> [Exercise directions] Find and return every line of the data that contains the word "Failed".

------ The data

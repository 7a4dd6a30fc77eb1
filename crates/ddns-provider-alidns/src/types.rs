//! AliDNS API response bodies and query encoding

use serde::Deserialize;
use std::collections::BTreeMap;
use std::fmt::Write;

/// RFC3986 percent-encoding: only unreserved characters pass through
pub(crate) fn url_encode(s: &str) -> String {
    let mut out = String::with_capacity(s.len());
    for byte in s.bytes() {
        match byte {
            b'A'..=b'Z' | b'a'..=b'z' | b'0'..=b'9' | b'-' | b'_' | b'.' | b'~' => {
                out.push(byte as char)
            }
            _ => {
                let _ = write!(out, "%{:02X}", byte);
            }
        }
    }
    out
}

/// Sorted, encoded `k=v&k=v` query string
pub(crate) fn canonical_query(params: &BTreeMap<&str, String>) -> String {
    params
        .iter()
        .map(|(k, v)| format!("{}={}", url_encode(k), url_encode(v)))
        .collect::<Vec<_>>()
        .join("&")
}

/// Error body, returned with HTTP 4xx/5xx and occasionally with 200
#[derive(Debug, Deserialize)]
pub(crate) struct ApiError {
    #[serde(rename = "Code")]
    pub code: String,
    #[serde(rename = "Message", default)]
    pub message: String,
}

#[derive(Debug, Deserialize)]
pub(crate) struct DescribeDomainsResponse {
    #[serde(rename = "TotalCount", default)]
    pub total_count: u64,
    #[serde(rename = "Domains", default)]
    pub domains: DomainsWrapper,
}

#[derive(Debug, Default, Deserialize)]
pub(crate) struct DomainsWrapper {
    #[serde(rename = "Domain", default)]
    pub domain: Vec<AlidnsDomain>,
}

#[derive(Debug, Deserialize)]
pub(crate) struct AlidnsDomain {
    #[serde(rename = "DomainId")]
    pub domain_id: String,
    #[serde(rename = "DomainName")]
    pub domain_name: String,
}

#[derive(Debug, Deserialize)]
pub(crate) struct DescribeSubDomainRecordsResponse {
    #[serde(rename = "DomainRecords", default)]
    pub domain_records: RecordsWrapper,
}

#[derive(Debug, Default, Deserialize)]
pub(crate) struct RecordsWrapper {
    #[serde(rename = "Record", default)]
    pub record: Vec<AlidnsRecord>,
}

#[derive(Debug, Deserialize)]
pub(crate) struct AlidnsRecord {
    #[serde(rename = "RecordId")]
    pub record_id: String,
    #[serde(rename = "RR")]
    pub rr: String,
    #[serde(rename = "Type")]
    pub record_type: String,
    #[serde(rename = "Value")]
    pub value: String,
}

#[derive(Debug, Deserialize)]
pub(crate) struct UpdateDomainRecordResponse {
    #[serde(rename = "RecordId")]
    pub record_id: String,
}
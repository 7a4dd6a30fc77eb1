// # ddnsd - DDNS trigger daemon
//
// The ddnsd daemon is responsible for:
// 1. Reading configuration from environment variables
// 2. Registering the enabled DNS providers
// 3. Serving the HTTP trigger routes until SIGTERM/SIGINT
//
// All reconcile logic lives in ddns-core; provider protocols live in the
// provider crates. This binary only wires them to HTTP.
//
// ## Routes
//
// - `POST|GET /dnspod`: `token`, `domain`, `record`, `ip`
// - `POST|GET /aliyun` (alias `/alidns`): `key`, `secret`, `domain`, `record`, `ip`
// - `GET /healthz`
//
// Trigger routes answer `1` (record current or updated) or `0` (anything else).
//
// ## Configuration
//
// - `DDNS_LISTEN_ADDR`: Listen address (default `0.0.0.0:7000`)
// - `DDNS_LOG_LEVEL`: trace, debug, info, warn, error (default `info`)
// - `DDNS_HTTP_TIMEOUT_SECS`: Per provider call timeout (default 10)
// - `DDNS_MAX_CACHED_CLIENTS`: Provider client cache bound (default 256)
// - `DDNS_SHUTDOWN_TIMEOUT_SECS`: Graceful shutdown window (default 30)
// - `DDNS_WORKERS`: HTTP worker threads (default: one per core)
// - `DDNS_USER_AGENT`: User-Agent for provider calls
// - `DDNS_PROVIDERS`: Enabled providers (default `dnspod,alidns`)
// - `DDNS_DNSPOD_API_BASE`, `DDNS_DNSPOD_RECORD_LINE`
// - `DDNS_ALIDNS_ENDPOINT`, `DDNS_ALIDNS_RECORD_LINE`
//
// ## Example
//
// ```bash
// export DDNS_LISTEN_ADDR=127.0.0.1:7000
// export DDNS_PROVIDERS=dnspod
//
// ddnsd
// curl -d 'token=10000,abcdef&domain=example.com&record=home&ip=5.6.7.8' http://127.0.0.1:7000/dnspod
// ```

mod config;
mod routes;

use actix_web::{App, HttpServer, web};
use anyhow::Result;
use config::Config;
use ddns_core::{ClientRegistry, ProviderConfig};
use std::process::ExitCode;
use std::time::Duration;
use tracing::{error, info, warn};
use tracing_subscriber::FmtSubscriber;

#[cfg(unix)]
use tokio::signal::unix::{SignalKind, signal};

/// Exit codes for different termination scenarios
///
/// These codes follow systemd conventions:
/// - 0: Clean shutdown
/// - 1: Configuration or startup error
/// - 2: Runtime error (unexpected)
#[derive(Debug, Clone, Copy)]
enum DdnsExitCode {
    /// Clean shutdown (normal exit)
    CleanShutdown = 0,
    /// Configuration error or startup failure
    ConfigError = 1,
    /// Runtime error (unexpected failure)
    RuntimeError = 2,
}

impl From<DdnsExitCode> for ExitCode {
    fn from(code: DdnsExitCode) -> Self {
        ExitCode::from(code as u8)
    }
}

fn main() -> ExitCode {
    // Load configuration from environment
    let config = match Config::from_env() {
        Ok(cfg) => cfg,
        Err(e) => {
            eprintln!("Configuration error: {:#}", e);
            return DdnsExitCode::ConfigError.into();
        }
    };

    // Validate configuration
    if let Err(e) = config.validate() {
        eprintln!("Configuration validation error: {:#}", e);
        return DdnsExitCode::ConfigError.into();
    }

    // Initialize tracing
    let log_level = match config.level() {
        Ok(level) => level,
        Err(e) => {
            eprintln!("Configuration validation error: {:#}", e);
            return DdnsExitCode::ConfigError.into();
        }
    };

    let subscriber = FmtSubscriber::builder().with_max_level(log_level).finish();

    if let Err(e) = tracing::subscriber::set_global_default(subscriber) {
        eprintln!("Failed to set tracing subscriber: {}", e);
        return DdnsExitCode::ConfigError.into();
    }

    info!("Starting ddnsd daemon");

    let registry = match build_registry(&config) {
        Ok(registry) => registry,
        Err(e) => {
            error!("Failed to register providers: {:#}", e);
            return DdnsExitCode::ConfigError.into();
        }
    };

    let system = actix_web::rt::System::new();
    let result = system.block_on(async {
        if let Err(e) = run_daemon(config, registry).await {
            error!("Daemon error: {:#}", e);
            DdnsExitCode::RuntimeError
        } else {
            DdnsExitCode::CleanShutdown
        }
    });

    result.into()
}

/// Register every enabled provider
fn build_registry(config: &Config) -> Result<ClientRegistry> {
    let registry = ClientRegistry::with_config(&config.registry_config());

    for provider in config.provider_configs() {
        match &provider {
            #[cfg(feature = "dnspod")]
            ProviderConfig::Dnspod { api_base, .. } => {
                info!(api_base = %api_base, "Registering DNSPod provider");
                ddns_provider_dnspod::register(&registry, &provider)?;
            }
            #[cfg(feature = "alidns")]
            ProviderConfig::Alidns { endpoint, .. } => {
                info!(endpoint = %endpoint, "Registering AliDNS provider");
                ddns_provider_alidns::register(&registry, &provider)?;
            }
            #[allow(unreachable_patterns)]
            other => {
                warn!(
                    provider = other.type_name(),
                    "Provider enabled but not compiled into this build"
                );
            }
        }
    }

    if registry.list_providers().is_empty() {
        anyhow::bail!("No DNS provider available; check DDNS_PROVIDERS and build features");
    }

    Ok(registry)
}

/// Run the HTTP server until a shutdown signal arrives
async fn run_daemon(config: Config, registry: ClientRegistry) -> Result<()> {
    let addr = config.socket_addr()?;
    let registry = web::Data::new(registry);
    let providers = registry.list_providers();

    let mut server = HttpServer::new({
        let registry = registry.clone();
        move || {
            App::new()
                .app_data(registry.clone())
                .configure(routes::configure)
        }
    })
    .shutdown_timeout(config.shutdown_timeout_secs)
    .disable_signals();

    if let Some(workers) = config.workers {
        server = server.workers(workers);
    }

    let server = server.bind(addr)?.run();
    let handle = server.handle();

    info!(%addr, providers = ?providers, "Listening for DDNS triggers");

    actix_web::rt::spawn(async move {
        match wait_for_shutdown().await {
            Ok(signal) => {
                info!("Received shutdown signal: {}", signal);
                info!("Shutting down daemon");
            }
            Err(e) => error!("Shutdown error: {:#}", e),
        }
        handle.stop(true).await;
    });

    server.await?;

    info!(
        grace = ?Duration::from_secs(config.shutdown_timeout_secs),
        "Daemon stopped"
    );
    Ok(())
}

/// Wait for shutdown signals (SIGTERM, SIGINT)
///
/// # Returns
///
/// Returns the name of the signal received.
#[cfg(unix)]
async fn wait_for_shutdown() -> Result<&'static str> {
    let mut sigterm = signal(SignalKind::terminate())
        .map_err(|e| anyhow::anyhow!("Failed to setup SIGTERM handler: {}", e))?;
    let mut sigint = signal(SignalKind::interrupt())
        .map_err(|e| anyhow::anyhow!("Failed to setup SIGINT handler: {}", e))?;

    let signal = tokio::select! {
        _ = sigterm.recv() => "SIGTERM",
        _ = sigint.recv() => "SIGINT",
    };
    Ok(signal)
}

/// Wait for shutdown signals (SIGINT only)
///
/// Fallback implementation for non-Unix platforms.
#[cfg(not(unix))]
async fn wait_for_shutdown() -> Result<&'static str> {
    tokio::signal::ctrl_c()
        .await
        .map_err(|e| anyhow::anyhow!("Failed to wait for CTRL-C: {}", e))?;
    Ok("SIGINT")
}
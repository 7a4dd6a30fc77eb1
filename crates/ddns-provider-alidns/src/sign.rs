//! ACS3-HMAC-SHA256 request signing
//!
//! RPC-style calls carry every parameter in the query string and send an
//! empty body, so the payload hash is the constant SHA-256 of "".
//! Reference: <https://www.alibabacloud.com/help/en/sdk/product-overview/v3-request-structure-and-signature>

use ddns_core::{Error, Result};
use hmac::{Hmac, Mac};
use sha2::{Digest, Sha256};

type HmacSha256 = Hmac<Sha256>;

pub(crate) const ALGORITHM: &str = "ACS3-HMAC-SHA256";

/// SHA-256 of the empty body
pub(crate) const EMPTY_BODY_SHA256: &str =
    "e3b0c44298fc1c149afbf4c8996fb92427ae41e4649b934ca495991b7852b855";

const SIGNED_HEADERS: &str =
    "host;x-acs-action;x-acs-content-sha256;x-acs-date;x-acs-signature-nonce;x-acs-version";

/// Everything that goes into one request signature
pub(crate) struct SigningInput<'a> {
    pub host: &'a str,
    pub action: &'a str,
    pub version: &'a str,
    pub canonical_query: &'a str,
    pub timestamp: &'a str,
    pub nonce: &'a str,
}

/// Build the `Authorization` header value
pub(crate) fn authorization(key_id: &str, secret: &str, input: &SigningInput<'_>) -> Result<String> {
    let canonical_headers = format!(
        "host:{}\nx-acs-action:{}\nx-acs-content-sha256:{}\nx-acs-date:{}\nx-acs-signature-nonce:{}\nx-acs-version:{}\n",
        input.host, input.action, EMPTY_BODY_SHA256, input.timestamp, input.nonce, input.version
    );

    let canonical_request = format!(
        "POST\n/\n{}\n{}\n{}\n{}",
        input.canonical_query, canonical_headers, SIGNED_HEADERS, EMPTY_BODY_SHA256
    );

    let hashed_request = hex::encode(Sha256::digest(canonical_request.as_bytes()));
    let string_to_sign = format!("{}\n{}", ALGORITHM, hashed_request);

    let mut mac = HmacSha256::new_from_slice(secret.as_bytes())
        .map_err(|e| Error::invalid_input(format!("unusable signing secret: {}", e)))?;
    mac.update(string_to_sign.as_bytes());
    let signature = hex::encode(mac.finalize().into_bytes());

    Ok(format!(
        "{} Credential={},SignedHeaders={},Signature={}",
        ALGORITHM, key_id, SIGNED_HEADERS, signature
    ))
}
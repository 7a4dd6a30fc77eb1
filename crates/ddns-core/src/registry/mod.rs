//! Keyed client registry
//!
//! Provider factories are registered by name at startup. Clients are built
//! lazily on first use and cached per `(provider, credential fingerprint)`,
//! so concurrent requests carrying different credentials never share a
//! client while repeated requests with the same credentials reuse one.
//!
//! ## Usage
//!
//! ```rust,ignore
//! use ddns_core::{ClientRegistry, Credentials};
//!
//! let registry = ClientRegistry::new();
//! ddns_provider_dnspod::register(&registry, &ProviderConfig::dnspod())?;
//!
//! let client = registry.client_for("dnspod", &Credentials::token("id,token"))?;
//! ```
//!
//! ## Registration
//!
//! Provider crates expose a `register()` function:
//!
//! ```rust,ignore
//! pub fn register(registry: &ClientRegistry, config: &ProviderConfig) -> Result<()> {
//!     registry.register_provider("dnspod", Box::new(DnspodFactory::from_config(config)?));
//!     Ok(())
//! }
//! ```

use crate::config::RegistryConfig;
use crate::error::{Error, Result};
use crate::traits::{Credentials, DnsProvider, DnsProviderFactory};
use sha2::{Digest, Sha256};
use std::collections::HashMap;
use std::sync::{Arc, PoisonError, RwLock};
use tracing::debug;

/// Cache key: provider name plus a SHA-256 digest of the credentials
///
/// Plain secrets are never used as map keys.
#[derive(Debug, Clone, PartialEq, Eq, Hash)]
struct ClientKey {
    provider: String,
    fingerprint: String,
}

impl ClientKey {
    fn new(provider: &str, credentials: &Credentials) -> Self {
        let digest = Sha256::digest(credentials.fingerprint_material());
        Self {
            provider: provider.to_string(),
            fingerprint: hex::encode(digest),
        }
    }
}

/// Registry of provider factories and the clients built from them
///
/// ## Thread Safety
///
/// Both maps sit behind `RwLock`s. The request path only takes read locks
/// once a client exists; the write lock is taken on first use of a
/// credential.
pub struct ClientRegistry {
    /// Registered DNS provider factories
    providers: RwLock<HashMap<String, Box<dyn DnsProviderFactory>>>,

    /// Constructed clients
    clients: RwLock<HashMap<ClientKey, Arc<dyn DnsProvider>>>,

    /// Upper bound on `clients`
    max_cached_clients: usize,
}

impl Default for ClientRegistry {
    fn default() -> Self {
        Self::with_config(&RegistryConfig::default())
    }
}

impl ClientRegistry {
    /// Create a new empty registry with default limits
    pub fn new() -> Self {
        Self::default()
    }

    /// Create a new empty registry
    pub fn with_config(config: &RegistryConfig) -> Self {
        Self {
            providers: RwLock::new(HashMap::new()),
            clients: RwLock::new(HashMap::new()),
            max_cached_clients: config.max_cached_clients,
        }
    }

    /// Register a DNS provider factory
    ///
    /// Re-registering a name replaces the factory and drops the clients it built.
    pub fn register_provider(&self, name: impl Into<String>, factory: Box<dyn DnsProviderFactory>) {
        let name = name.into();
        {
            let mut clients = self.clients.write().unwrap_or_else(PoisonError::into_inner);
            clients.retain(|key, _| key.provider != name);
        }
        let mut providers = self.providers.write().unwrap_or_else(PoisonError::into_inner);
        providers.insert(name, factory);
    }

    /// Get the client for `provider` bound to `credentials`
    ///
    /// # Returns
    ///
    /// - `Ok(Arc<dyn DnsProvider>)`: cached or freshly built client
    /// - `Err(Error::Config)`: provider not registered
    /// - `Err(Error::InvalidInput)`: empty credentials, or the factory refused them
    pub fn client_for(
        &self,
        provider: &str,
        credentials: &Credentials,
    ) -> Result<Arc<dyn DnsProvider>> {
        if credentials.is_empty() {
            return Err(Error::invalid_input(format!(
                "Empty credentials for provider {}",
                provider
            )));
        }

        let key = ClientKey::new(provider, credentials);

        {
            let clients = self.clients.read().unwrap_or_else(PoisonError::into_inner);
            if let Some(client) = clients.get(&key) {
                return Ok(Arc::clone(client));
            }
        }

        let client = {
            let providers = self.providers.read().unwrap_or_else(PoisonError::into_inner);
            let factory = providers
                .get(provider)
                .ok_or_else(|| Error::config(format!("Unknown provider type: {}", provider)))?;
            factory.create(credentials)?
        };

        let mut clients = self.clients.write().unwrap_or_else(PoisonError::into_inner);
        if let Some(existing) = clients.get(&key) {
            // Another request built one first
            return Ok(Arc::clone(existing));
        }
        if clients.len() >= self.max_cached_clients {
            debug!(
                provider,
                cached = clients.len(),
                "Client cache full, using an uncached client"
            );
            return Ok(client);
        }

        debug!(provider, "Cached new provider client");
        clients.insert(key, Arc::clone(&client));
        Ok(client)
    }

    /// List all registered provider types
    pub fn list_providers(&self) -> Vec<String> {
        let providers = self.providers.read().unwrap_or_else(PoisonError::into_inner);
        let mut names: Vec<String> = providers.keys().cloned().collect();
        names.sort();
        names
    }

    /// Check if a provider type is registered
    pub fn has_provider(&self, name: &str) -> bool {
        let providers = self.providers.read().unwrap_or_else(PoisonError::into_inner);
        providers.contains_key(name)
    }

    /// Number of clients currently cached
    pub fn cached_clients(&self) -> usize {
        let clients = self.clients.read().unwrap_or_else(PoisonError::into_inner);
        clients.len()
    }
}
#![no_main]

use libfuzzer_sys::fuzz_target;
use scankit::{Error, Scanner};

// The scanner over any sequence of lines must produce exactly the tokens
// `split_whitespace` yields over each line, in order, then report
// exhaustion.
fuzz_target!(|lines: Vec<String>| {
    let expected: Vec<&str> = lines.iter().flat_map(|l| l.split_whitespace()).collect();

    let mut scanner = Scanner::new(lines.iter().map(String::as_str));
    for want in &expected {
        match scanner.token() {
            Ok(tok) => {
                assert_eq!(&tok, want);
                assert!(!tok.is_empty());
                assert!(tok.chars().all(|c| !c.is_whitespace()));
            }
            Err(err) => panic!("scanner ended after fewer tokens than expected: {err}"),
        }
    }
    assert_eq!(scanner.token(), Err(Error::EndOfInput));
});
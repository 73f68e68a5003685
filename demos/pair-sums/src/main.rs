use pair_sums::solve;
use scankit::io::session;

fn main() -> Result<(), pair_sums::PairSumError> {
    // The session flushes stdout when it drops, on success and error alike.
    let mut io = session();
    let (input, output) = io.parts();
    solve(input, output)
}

------------

> [Exercise output]
        eprintln!("Failed to set tracing subscriber: {}", e);
            error!("Failed to register providers: {:#}", e);
        .map_err(|e| anyhow::anyhow!("Failed to setup SIGTERM handler: {}", e))?;
        .map_err(|e| anyhow::anyhow!("Failed to setup SIGINT handler: {}", e))?;
        .map_err(|e| anyhow::anyhow!("Failed to wait for CTRL-C: {}", e))?;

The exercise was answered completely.